Anchor Your Body in the Middle of the Storm

There’s no time for a 30-minute meditation when you’re charting, monitoring vitals, and fielding a code blue. But there is room—always—for breath. Micro-grounding tactics aren’t indulgences. They’re stabilizers. Some of the most burnt-out ICU nurses regained their footing by using tactics nurses use during overwhelming shifts like hand-pressure resets, visual cues, or simply planting both feet flat on the ground mid-round. These tools don’t solve everything, but they reintroduce coherence. In the chaos, they offer a rhythm your body can recognize and return to. Try one. Then two. Let your nervous system relearn safety.

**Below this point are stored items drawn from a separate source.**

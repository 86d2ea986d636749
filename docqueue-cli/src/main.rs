//! docqueue CLI tool

#![forbid(unsafe_code)]
#![allow(clippy::multiple_crate_versions)]

mod commands;

use anyhow::Result;
use clap::{Parser, Subcommand};
use commands::{ExportCommand, PopulateCommand, ServeCommand, Target};
use std::path::PathBuf;
use std::process::ExitCode;

#[derive(Parser)]
#[command(name = "docqueue")]
#[command(version)]
#[command(about = "Dispatcher-free job queue over CouchDB", long_about = None)]
struct Cli {
    /// Configuration file (defaults to the standard locations)
    #[arg(short, long, global = true)]
    config: Option<PathBuf>,

    #[command(subcommand)]
    command: Commands,
}

#[derive(Subcommand)]
enum Commands {
    /// Fill a collection with the sample sleep workload
    Populate {
        /// `CouchDB` server URL
        endpoint: String,
        /// Database name
        collection: String,
    },
    /// Run one worker loop until the run is drained
    Serve {
        /// `CouchDB` server URL
        endpoint: String,
        /// Database name
        collection: String,
        /// Run to serve
        #[arg(long, default_value = docqueue::jobs::examples::SLEEP_RUN)]
        run: String,
    },
    /// Copy a run's records into a `SQLite` file
    Export {
        /// `CouchDB` server URL
        endpoint: String,
        /// Database name
        collection: String,
        /// Destination `SQLite` file
        outfile: PathBuf,
        /// Run to export
        #[arg(long, default_value = docqueue::jobs::examples::SLEEP_RUN)]
        run: String,
        /// Stop schema inference after this many records
        #[arg(long)]
        scan_max: Option<usize>,
    },
}

async fn dispatch(cli: Cli) -> Result<()> {
    docqueue::observability::init()?;
    let config = cli.config.as_deref();

    match cli.command {
        Commands::Populate {
            endpoint,
            collection,
        } => {
            PopulateCommand::new(Target::load(config, endpoint, collection)?)
                .execute()
                .await
        }
        Commands::Serve {
            endpoint,
            collection,
            run,
        } => {
            ServeCommand::new(Target::load(config, endpoint, collection)?, run)
                .execute()
                .await
        }
        Commands::Export {
            endpoint,
            collection,
            outfile,
            run,
            scan_max,
        } => {
            ExportCommand::new(Target::load(config, endpoint, collection)?, outfile, run, scan_max)
                .execute()
                .await
        }
    }
}

#[tokio::main]
async fn main() -> ExitCode {
    let cli = Cli::parse();
    match dispatch(cli).await {
        Ok(()) => ExitCode::SUCCESS,
        Err(e) => {
            commands::print_error(&e);
            ExitCode::FAILURE
        }
    }
}
//! `docqueue populate`

use super::{with_spinner, Target, INFO, SUCCESS};
use anyhow::{Context, Result};
use console::style;
use docqueue::jobs::examples::{sleep_workload, SLEEP_RUN};
use docqueue::jobs::{Enqueuer, Extensions};
use std::sync::Arc;

/// Enqueue the sample sleep workload.
pub struct PopulateCommand {
    target: Target,
}

impl PopulateCommand {
    pub const fn new(target: Target) -> Self {
        Self { target }
    }

    /// Write the workload and ensure the index exists.
    ///
    /// # Errors
    ///
    /// Returns an error if the store is unreachable or a batch is rejected.
    pub async fn execute(&self) -> Result<()> {
        println!("\n{} Populating {}", INFO, style(self.target.describe()).cyan());

        let store = Arc::new(self.target.store()?);
        let jobs = sleep_workload(&mut rand::thread_rng());
        let enqueuer =
            Enqueuer::new(store).with_batch_size(self.target.config.enqueue.batch_size);

        let message = format!("writing {} jobs", jobs.len());
        let report = with_spinner(message, enqueuer.populate(SLEEP_RUN, jobs, &Extensions::new()))
            .await
            .context("populate failed")?;

        println!(
            "{} {} records in {} batches under run {}",
            SUCCESS,
            style(report.records).bold(),
            report.batches,
            style(SLEEP_RUN).green()
        );
        Ok(())
    }
}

Burnout Isn’t Just Yours to Solve

This cannot be solved by individuals alone. If your hospital still treats self-care as your personal issue, they’re complicit in the drain. The data backs it: how workplaces can reduce provider burnout involves systemic, structural support. That means manageable caseloads. Paid mental health days. Built-in peer debrief time. Burnout isn’t just a mood—it’s a signal that the system itself is dysregulated. And the fix won’t be found in lavender oil or a better planner. Start asking: what policies are fueling this? What silences? What expectations? Then ask them out loud. Again. And again.

Burnout isn’t failure—it’s an alarm. You’ve been holding too much, for too long, with nowhere for it to land. But there’s a way forward. Boundaries, breath, support—they’re not indulgences. They’re what keep you steady. This work matters. So do you. Start building a system that includes your own survival.